2. Watch for frostbite

If you are in extreme weather conditions and are not wearing adequate clothing, frostbite can be a real concern. The initial symptoms are a kind of tingling sensation as the ice crystals begin to form within your tissues. The initial thing to remember is to not rub the tingly skin as that can damage the tissues more than they already are. In a case of frostbite, heating up the area can help keep the frostbite from progressing and keep the damage at bay. Placing hot water on the affected area (about 101 degrees) can melt the ice crystals within your tissues. Using another person’s body heat can also help, but you don’t want to risk either you or the other person getting cold.
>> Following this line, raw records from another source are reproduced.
//! CLI-specific error types
//!
//! All CLI errors are fatal: the binary prints them and exits non-zero.

use std::fmt;
use std::io;

/// CLI error codes
#[derive(Debug, Clone, PartialEq, Eq)]
pub enum CliErrorCode {
    /// Configuration file error
    ConfigError,
    /// I/O error
    IoError,
    /// Server failed to bind or stopped with an error
    ServeFailed,
}

impl CliErrorCode {
    /// Get the error code string
    pub fn code(&self) -> &'static str {
        match self {
            Self::ConfigError => "RESOURCE_CLI_CONFIG_ERROR",
            Self::IoError => "RESOURCE_CLI_IO_ERROR",
            Self::ServeFailed => "RESOURCE_CLI_SERVE_FAILED",
        }
    }
}

/// CLI error
#[derive(Debug)]
pub struct CliError {
    code: CliErrorCode,
    message: String,
}

impl CliError {
    pub fn new(code: CliErrorCode, message: impl Into<String>) -> Self {
        Self {
            code,
            message: message.into(),
        }
    }

    pub fn config_error(msg: impl Into<String>) -> Self {
        Self::new(CliErrorCode::ConfigError, msg)
    }

    pub fn io_error(msg: impl Into<String>) -> Self {
        Self::new(CliErrorCode::IoError, msg)
    }

    pub fn serve_failed(msg: impl Into<String>) -> Self {
        Self::new(CliErrorCode::ServeFailed, msg)
    }

    pub fn code(&self) -> &CliErrorCode {
        &self.code
    }

    pub fn code_str(&self) -> &'static str {
        self.code.code()
    }

    pub fn message(&self) -> &str {
        &self.message
    }
}

impl fmt::Display for CliError {
    fn fmt(&self, f: &mut fmt::Formatter<'_>) -> fmt::Result {
        write!(f, "{}: {}", self.code.code(), self.message)
    }
}

impl std::error::Error for CliError {}

impl From<io::Error> for CliError {
    fn from(e: io::Error) -> Self {
        Self::io_error(e.to_string())
    }
}

/// CLI result type
pub type CliResult<T> = Result<T, CliError>;

#[cfg(test)]
mod tests {
    use super::*;

    #[test]
    fn test_display_carries_code() {
        let err = CliError::config_error("page_size must be > 0");
        assert_eq!(
            err.to_string(),
            "RESOURCE_CLI_CONFIG_ERROR: page_size must be > 0"
        );
        assert_eq!(err.code(), &CliErrorCode::ConfigError);
    }

    #[test]
    fn test_io_error_conversion() {
        let err = CliError::from(io::Error::new(io::ErrorKind::AddrInUse, "taken"));
        assert_eq!(err.code_str(), "RESOURCE_CLI_IO_ERROR");
        assert_eq!(err.message(), "taken");
    }
}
3. Make a fire in the snow

Setting a fire in the snow
Setting a fire in the snow

You can build a fire in the snow. Try to find an area that is somewhat shielded from the weather, like a cave, an alcove, or a large tree. The issue with trees is that once the fire is going, the snow on the trees can melt, fall and put it out. So if you are building one under a tree, try to shake the tree to get the snow off the branches first. Clear as much snow away as possible. Try to make a pit out of rocks about two inches tall if there are stones available. Building the fire is the same as it is in warmer weather. Use some tinder, kindling, and fuel. You are going to burn through wood faster than normal, so gather as much as you can. Drier wood is going to be easier of course, but it’s not impossible with wet wood. Make sure your tent is near the fire but not so close that it melts or anything catches on fire.

4. Watch out for animals

All wild animals are likely to more aggressive if they have young to protect
All wild animals are likely to more aggressive if they have young to protect

Some animals do hibernate in the winter, but not all do. Bears especially are thought to hibernate, but that depends on where you are. Remember that grizzly bears often chase you but black bears are less likely to. Do not engage in a fight with grizzly, it’s better to play dead whereas with a black bear, they will disengage from a fight typically.

5. Tell someone where you are

This goes for all year round, but it is always safer if you go with a buddy and let someone else know of your plans, including where you are going and when you will be back.